Kauai Ocean Safety officials promote beach safety efforts year-round through daily surf conditions and updates on the Hawaii Beach Safety website, videos at the Lihue Airport, programs for keiki and junior lifeguards, and updated beach safety guides provided at hotels islandwide.
The Ocean Safety Bureau also recently added a new roving patrol unit at ‘Anini Beach and starting Aug. 1, officials will extend the hours for roving patrol coverage at unguarded beaches on north, east, and south shores to 8 a.m. 6 p.m.
Downs said extending coverage hours is something that has long been considered. Lifeguard towers close at 5, but it doesn’t get dark for several more hours.
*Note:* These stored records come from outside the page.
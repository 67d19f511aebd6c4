//! Chunked node storage for a single tree.
//!
//! Nodes are handed out from fixed-size chunks and referenced by [`NodeId`]. Chunks are never
//! reallocated or freed individually; the whole arena is released when its tree is dropped.

use std::mem::size_of;

use crate::error::{KdIndexError, Result};
use crate::kdtree::constants::ARENA_BLOCK_SIZE;
use crate::r#type::IndexableNum;

/// A handle to a node inside a [`NodeArena`].
#[derive(Debug, Clone, Copy, PartialEq, Eq, Hash)]
pub(crate) struct NodeId(u32);

impl NodeId {
    #[inline]
    pub(crate) fn index(self) -> usize {
        self.0 as usize
    }
}

/// A node of the tree.
#[derive(Debug, Clone, Copy, PartialEq)]
pub(crate) enum Node<N: IndexableNum> {
    /// Points `permutation[first..last]`.
    Leaf { first: u32, last: u32 },
    /// Points with `coord < split` on `dim` are under `left`, `>= split` under `right`.
    Internal {
        dim: u16,
        split: N,
        left: NodeId,
        right: NodeId,
    },
}

#[derive(Debug, Clone)]
pub(crate) struct NodeArena<N: IndexableNum> {
    chunks: Vec<Vec<Node<N>>>,
    chunk_len: usize,
    len: usize,
    max_nodes: Option<usize>,
}

impl<N: IndexableNum> NodeArena<N> {
    pub(crate) fn new(max_nodes: Option<usize>) -> Self {
        let chunk_len = (ARENA_BLOCK_SIZE / size_of::<Node<N>>()).max(1);
        Self {
            chunks: vec![],
            chunk_len,
            len: 0,
            max_nodes,
        }
    }

    /// Store a node and return its handle.
    pub(crate) fn alloc(&mut self, node: Node<N>) -> Result<NodeId> {
        if self.max_nodes.is_some_and(|max| self.len >= max) || self.len >= u32::MAX as usize {
            return Err(KdIndexError::Allocation(format!(
                "Node arena is full after {} nodes.",
                self.len
            )));
        }

        if self.len == self.chunks.len() * self.chunk_len {
            self.chunks.push(Vec::with_capacity(self.chunk_len));
        }
        // The last chunk has room: either it was just pushed or len is not a chunk boundary.
        if let Some(chunk) = self.chunks.last_mut() {
            chunk.push(node);
        }

        let id = NodeId(self.len as u32);
        self.len += 1;
        Ok(id)
    }

    #[inline]
    pub(crate) fn get(&self, id: NodeId) -> &Node<N> {
        let index = id.index();
        &self.chunks[index / self.chunk_len][index % self.chunk_len]
    }

    #[inline]
    pub(crate) fn set(&mut self, id: NodeId, node: Node<N>) {
        let index = id.index();
        self.chunks[index / self.chunk_len][index % self.chunk_len] = node;
    }

    /// The number of nodes allocated.
    pub(crate) fn len(&self) -> usize {
        self.len
    }

    /// Bytes reserved by all chunks.
    pub(crate) fn memory_usage(&self) -> usize {
        self.chunks.len() * self.chunk_len * size_of::<Node<N>>()
    }
}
“This is a huge breakthrough, especially in the summertime,” he said.
Downs, president of the Kauai Lifeguards Association, added that the few hundred rescue tubes around Kauai have helped save lives.
“We’ve had some amazing stories,” he said.
He has met people in the emergency room at Wilcox Hospital who were grateful for them because their lives were saved when they got into trouble in the ocean.
“They tell me they would have died if someone hadn’t appeared with the yellow flotation device,” he said.
Kilipaki Vaughn, deputy fire chief, praised the Ocean Safety Bureau for doing a fantastic job while calling on visitors and locals to do their part and be vigilant around the waters.
“Kauai has some of the most dangerous beaches in the world,” he said.
Kawakami said ensuring the safety of people “is of paramount importance to county government.
“Our commitment to making sure our public is safe is evident by everything that we do,” he said.
He thanked first responders, police, fire, ocean safety, paramedics and dispatchers for their efforts.
“Kauai is leading the way as far as educating our public about beach safety and we continue to do so,” he said.
The mayor also highlighted community support in helping provide the county with equipment and coverage for ocean safety. KLA, for instance, has raised more than $1 million in the past eight years.
“The rest of the counties across the state are beginning to notice and they’re following in Kauai’s footsteps,” Kawakami said.
Vierra said they hope to spread the message of beach safety throughout the week and called on everyone to “do our part as citizens of Kauai and try to educate our visitors, friends, or family who are visiting to make sure when they visit our beaches they are safe.”
“Remember to know your limits, know the conditions, and when in doubt, don’t go out,” he said.
If you go out
The Ocean Safety Bureau recommends the following tips for all beachgoers:
1. Use the buddy system.
2. Check for the latest ocean conditions at www.hawaiibeachsafety.com.
3. Before entering the water, observe the ocean conditions for at least 20 minutes. Take special note of any dangerous shore break or rip currents.
4. Observe for any warnings or signs posted in the general area.
5. Always have an emergency action plan.